We demonstrate a substantial improvement on one of the most celebrated empirical laws in the study of language, Zipf's 75-y-old theory that word length is primarily determined by frequency of use. In accord with rational theories of communication, we show across 10 languages that average information content is a much better predictor of word length than frequency. This indicates that human lexicons are efficiently structured for communication by taking into account interword statistical dependencies. Lexical systems result from an optimization of communicative pressures, coding meanings efficiently given the complex statistics of natural language use.
Edited: 2011-01-31, 2:19 am
Reply
#2
Your basic information theory says rare words carry the message.

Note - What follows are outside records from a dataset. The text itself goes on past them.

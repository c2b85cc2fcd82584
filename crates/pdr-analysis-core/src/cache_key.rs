//! Cache key derivation for analysis results.
//!
//! A cached result is valid for a `(document_id, analysis_type,
//! specification_hash)` triple. The hash is the SHA-256 of a canonical JSON
//! rendering of everything that can change the answer: the specification
//! itself (with `existing_documents` sorted, since their order carries no
//! meaning) and the batching knobs, because batch boundaries decide what
//! each inference call sees.

use serde::{Deserialize, Serialize};
use sha2::{Digest, Sha256};

use crate::batch::BatchConstraints;
use crate::models::{AnalysisSpecification, AnalysisType};
use crate::plan::CallBudget;

/// Identity of one cached analysis result.
#[derive(Debug, Clone, PartialEq, Eq, Hash, Serialize, Deserialize)]
#[serde(rename_all = "camelCase")]
pub struct CacheKey {
    pub document_id: i64,
    pub analysis_type: AnalysisType,
    pub specification_hash: String,
}

impl CacheKey {
    pub fn new(
        specification: &AnalysisSpecification,
        constraints: BatchConstraints,
        budget: CallBudget,
    ) -> Self {
        Self {
            document_id: specification.document_id,
            analysis_type: specification.analysis_type,
            specification_hash: specification_hash(specification, constraints, budget),
        }
    }
}

/// Hex-encoded SHA-256 over the canonical form of the inputs.
pub fn specification_hash(
    specification: &AnalysisSpecification,
    constraints: BatchConstraints,
    budget: CallBudget,
) -> String {
    let mut existing = specification.existing_documents.clone();
    existing.sort();

    let canonical = serde_json::json!({
        "type": specification.analysis_type,
        "includeRelatedDocs": specification.include_related_docs,
        "existingDocuments": existing,
        "title": specification.title,
        "category": specification.category,
        "companyId": specification.company_id,
        "documentId": specification.document_id,
        "maxChunksPerCall": constraints.max_chunks_per_call,
        "maxCharactersPerCall": constraints.max_characters_per_call,
        "maxAiCalls": budget.max_ai_calls,
        "budgetPolicy": budget.policy,
    });

    let mut hasher = Sha256::new();
    hasher.update(canonical.to_string().as_bytes());
    hex::encode(hasher.finalize())
}

#[cfg(test)]
mod tests {
    use super::*;
    use crate::plan::BudgetPolicy;

    fn spec() -> AnalysisSpecification {
        AnalysisSpecification {
            analysis_type: AnalysisType::Contract,
            include_related_docs: false,
            existing_documents: vec!["Schedule 1".into(), "Exhibit B".into()],
            title: "Master Services Agreement".into(),
            category: "legal".into(),
            company_id: 3,
            document_id: 99,
        }
    }

    #[test]
    fn test_hash_is_stable_and_hex() {
        let a = specification_hash(&spec(), BatchConstraints::new(8, 12000), CallBudget::default());
        let b = specification_hash(&spec(), BatchConstraints::new(8, 12000), CallBudget::default());
        assert_eq!(a, b);
        assert_eq!(a.len(), 64);
        assert!(a.chars().all(|c| c.is_ascii_hexdigit()));
    }

    #[test]
    fn test_existing_document_order_ignored() {
        let mut reordered = spec();
        reordered.existing_documents.reverse();
        let c = BatchConstraints::new(8, 12000);
        assert_eq!(
            specification_hash(&spec(), c, CallBudget::default()),
            specification_hash(&reordered, c, CallBudget::default())
        );
    }

    #[test]
    fn test_inputs_that_change_the_answer_change_the_hash() {
        let c = BatchConstraints::new(8, 12000);
        let base = specification_hash(&spec(), c, CallBudget::default());

        let mut related = spec();
        related.include_related_docs = true;
        assert_ne!(base, specification_hash(&related, c, CallBudget::default()));

        assert_ne!(
            base,
            specification_hash(&spec(), BatchConstraints::new(4, 12000), CallBudget::default())
        );
        assert_ne!(
            base,
            specification_hash(&spec(), c, CallBudget::new(12, BudgetPolicy::CharacterCeiling))
        );
    }

    #[test]
    fn test_key_fields() {
        let key = CacheKey::new(&spec(), BatchConstraints::new(8, 12000), CallBudget::default());
        assert_eq!(key.document_id, 99);
        assert_eq!(key.analysis_type, AnalysisType::Contract);
    }
}
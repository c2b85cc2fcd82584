//! Merging of per-batch partial results.
//!
//! Succeeded batches contribute their lists in batch order, then in their
//! own order; every other slot contributes nothing. No deduplication or
//! semantic merging happens here: two batches reporting the same missing
//! document yield two entries.

use crate::models::AnalysisResult;
use crate::outcome::BatchSlot;

/// Concatenate the lists of every succeeded slot, in slot order.
pub fn merge(slots: &[BatchSlot]) -> AnalysisResult {
    let mut merged = AnalysisResult::default();

    for partial in slots.iter().filter_map(BatchSlot::partial) {
        merged
            .missing_documents
            .extend(partial.missing_documents.iter().cloned());
        merged
            .recommendations
            .extend(partial.recommendations.iter().cloned());
    }

    merged
}
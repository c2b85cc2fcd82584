//! Call budget planning.
//!
//! Fine-grained batching of a very large document can require hundreds of
//! inference calls. The planner widens the configured [`BatchConstraints`]
//! just enough that the batcher stays within a [`CallBudget`].
//!
//! # Algorithm
//!
//! 1. `max_chunks_per_call` becomes the smallest value, no lower than the
//!    configured one, with `ceil(total_chunks / value) <= max_ai_calls`.
//! 2. Under [`BudgetPolicy::CallCeiling`] the character limit is then
//!    doubled until the batcher's batch count fits the budget. Once the
//!    limit reaches the input's total character count only the chunk count
//!    can split batches, so step 1 guarantees the loop ends.
//! 3. Under [`BudgetPolicy::CharacterCeiling`] the character limit is left
//!    alone and the budget may be exceeded.

use serde::{Deserialize, Serialize};
use tracing::{debug, warn};

use crate::batch::{count_batches, BatchConstraints};
use crate::error::AnalysisError;
use crate::models::Chunk;

/// Which ceiling wins when both cannot hold at once.
#[derive(Debug, Clone, Copy, PartialEq, Eq, Hash, Default, Serialize, Deserialize)]
#[serde(rename_all = "snake_case")]
pub enum BudgetPolicy {
    /// Relax the character limit rather than exceed the call budget.
    #[default]
    CallCeiling,
    /// Never relax the character limit; the call budget is best-effort.
    CharacterCeiling,
}

/// Upper bound on inference calls for one analysis run.
#[derive(Debug, Clone, Copy, PartialEq, Eq, Hash, Serialize, Deserialize)]
pub struct CallBudget {
    pub max_ai_calls: usize,
    pub policy: BudgetPolicy,
}

impl CallBudget {
    pub fn new(max_ai_calls: usize, policy: BudgetPolicy) -> Self {
        Self {
            max_ai_calls,
            policy,
        }
    }

    pub fn validate(&self) -> Result<(), AnalysisError> {
        if self.max_ai_calls == 0 {
            return Err(AnalysisError::invalid_constraints(
                "max_ai_calls must be greater than zero",
            ));
        }
        Ok(())
    }
}

impl Default for CallBudget {
    fn default() -> Self {
        Self {
            max_ai_calls: 12,
            policy: BudgetPolicy::CallCeiling,
        }
    }
}

/// Compute the effective constraints for `chunks` under `budget`.
///
/// Never lowers either configured limit. Empty input returns the
/// configured constraints unchanged.
///
/// # Errors
///
/// [`AnalysisError::InvalidConstraints`] if a limit or the budget is zero.
pub fn plan(
    chunks: &[Chunk],
    constraints: BatchConstraints,
    budget: CallBudget,
) -> Result<BatchConstraints, AnalysisError> {
    constraints.validate()?;
    budget.validate()?;

    let total = chunks.len();
    if total == 0 {
        return Ok(constraints);
    }

    let min_chunks_per_call = total.div_ceil(budget.max_ai_calls);
    let mut effective = constraints;
    effective.max_chunks_per_call = constraints.max_chunks_per_call.max(min_chunks_per_call);

    let mut batches = count_batches(chunks, effective)?;

    match budget.policy {
        BudgetPolicy::CharacterCeiling => {
            if batches > budget.max_ai_calls {
                warn!(
                    batches,
                    max_ai_calls = budget.max_ai_calls,
                    max_characters_per_call = effective.max_characters_per_call,
                    "character ceiling keeps the run above its call budget"
                );
            }
        }
        BudgetPolicy::CallCeiling => {
            let total_chars: usize = chunks.iter().map(Chunk::char_len).sum();
            while batches > budget.max_ai_calls
                && effective.max_characters_per_call < total_chars
            {
                effective.max_characters_per_call = effective
                    .max_characters_per_call
                    .saturating_mul(2)
                    .min(total_chars);
                batches = count_batches(chunks, effective)?;
            }
        }
    }

    if effective != constraints {
        debug!(
            total_chunks = total,
            batches,
            max_chunks_per_call = effective.max_chunks_per_call,
            max_characters_per_call = effective.max_characters_per_call,
            "widened batch constraints to fit call budget"
        );
    }

    Ok(effective)
}
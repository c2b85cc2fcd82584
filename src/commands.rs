//! `pdr` subcommand implementations.
//!
//! Each `run_*` function prints its own output to stdout. The structured
//! pieces ([`load_chunks`], [`plan_summary`]) are separate so they can be
//! tested without capturing output.

use std::path::Path;

use anyhow::{bail, Context, Result};
use pdr_analysis_core::batch::{create_chunk_batches, BatchConstraints};
use pdr_analysis_core::error::AnalysisError;
use pdr_analysis_core::models::{AnalysisSpecification, Chunk};
use pdr_analysis_core::plan::{plan, CallBudget};
use serde::Serialize;
use tracing::warn;

use crate::cache::AnalysisCache;
use crate::config::Config;
use crate::openai::create_client;
use crate::progress::ProgressMode;
use crate::related::create_search;
use crate::service::{AnalysisRequest, AnalysisService};

/// Read a JSON array of `{ "id", "page", "content" }` objects.
pub fn load_chunks(path: &Path) -> Result<Vec<Chunk>> {
    let content = std::fs::read_to_string(path)
        .with_context(|| format!("Failed to read chunks file: {}", path.display()))?;
    let chunks: Vec<Chunk> = serde_json::from_str(&content)
        .with_context(|| format!("Failed to parse chunks file: {}", path.display()))?;
    Ok(chunks)
}

/// Dry-run view of how a document would be batched.
#[derive(Debug, Clone, Serialize)]
#[serde(rename_all = "camelCase")]
pub struct PlanSummary {
    pub total_chunks: usize,
    pub total_characters: usize,
    pub configured: BatchConstraints,
    pub effective: BatchConstraints,
    pub budget: CallBudget,
    pub batch_sizes: Vec<usize>,
}

pub fn plan_summary(chunks: &[Chunk], config: &Config) -> Result<PlanSummary, AnalysisError> {
    let configured = config.batching.constraints();
    let budget = config.batching.budget();
    let effective = plan(chunks, configured, budget)?;
    let batches = create_chunk_batches(chunks, effective)?;

    Ok(PlanSummary {
        total_chunks: chunks.len(),
        total_characters: chunks.iter().map(Chunk::char_len).sum(),
        configured,
        effective,
        budget,
        batch_sizes: batches.iter().map(|b| b.len()).collect(),
    })
}

pub fn run_plan(config: &Config, chunks_path: &Path, json: bool) -> Result<()> {
    let chunks = load_chunks(chunks_path)?;
    let summary = plan_summary(&chunks, config)?;

    if json {
        println!("{}", serde_json::to_string_pretty(&summary)?);
        return Ok(());
    }

    println!(
        "{} chunks, {} characters",
        summary.total_chunks, summary.total_characters
    );
    println!(
        "configured: {} chunks / {} chars per call, budget {} calls ({:?})",
        summary.configured.max_chunks_per_call,
        summary.configured.max_characters_per_call,
        summary.budget.max_ai_calls,
        summary.budget.policy
    );
    println!(
        "effective:  {} chunks / {} chars per call",
        summary.effective.max_chunks_per_call, summary.effective.max_characters_per_call
    );
    println!("{} batches: {:?}", summary.batch_sizes.len(), summary.batch_sizes);
    if summary.batch_sizes.len() > summary.budget.max_ai_calls {
        println!("warning: plan exceeds the call budget");
    }
    Ok(())
}

/// Flags for `pdr analyze`, already parsed.
pub struct AnalyzeArgs {
    pub specification: AnalysisSpecification,
    pub timeout_ms: Option<u64>,
    pub concurrency: Option<usize>,
    pub force_refresh: bool,
    pub json: bool,
    pub metrics: bool,
    pub progress: ProgressMode,
}

pub async fn run_analyze(config: &Config, chunks_path: &Path, args: AnalyzeArgs) -> Result<()> {
    let chunks = load_chunks(chunks_path)?;
    if !config.inference.is_enabled() {
        bail!("inference.provider is 'disabled'; use `pdr plan` for a dry run");
    }
    let client = create_client(&config.inference)?;
    let search = create_search(&config.related_search)?;
    let mut service = AnalysisService::new(config.clone(), client)?
        .with_search(search)
        .with_progress(args.progress.reporter());

    let cache_file = (config.cache.enabled && config.cache.persist).then_some(&config.cache.path);
    if let Some(path) = cache_file {
        service = service.with_cache(AnalysisCache::load(path, &config.cache)?);
    }

    let request = AnalysisRequest {
        chunks,
        specification: args.specification,
        timeout_ms: args.timeout_ms,
        concurrency: args.concurrency,
        force_refresh: args.force_refresh,
    };
    let outcome = service.analyze(request).await;

    if let (Some(path), Some(cache)) = (cache_file, service.cache()) {
        if let Err(e) = cache.save(path) {
            warn!(path = %path.display(), error = %e, "failed to save analysis cache");
        }
    }

    if args.metrics {
        // Emitted even when the run failed so the error counters are visible.
        eprint!("{}", service.metrics().render_text());
    }
    let response = outcome?;

    if args.json {
        let body = serde_json::json!({
            "success": true,
            "fromCache": response.from_cache,
            "report": response.report,
        });
        println!("{}", serde_json::to_string_pretty(&body)?);
    } else {
        print!("{}", response.report.render_text());
        if response.from_cache {
            println!("  (served from cache)");
        }
    }
    Ok(())
}

pub fn run_config_check(config: &Config, path: &Path) {
    println!("config: {} (valid)", path.display());
    println!(
        "batching:  max_chunks_per_call={} max_characters_per_call={} max_ai_calls={} budget_policy={:?}",
        config.batching.max_chunks_per_call,
        config.batching.max_characters_per_call,
        config.batching.max_ai_calls,
        config.batching.budget_policy
    );
    println!(
        "scheduler: concurrency_limit={} timeout_ms={}",
        config.scheduler.concurrency_limit, config.scheduler.timeout_ms
    );
    println!(
        "inference: provider={} model={} temperature={} base_url={} max_retries={}",
        config.inference.provider,
        config.inference.model,
        config.inference.temperature,
        config.inference.base_url,
        config.inference.max_retries
    );
    println!(
        "cache:     enabled={} ttl_hours={} max_entries={} persist={} path={}",
        config.cache.enabled,
        config.cache.ttl_hours,
        config.cache.max_entries,
        config.cache.persist,
        config.cache.path.display()
    );
    println!(
        "related:   provider={} base_url={} timeout_secs={}",
        config.related_search.provider,
        config.related_search.base_url,
        config.related_search.timeout_secs
    );
}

Just like information theory says random bit patterns contain information...and non-random patterns don't.

As a bit of evidence for the theory, consider the 300 most common English words.

What is this measure "average information content?" It doesn't seem to be word length alone.
Reply
#3
jcdietz03: Get an article about a topic, remove the 300 most common English words, give it to a native speaker, they'll still get the gist of the article. Get that same article, remove the long words, then give it to a native speaker, I doubt they'd understand a thing.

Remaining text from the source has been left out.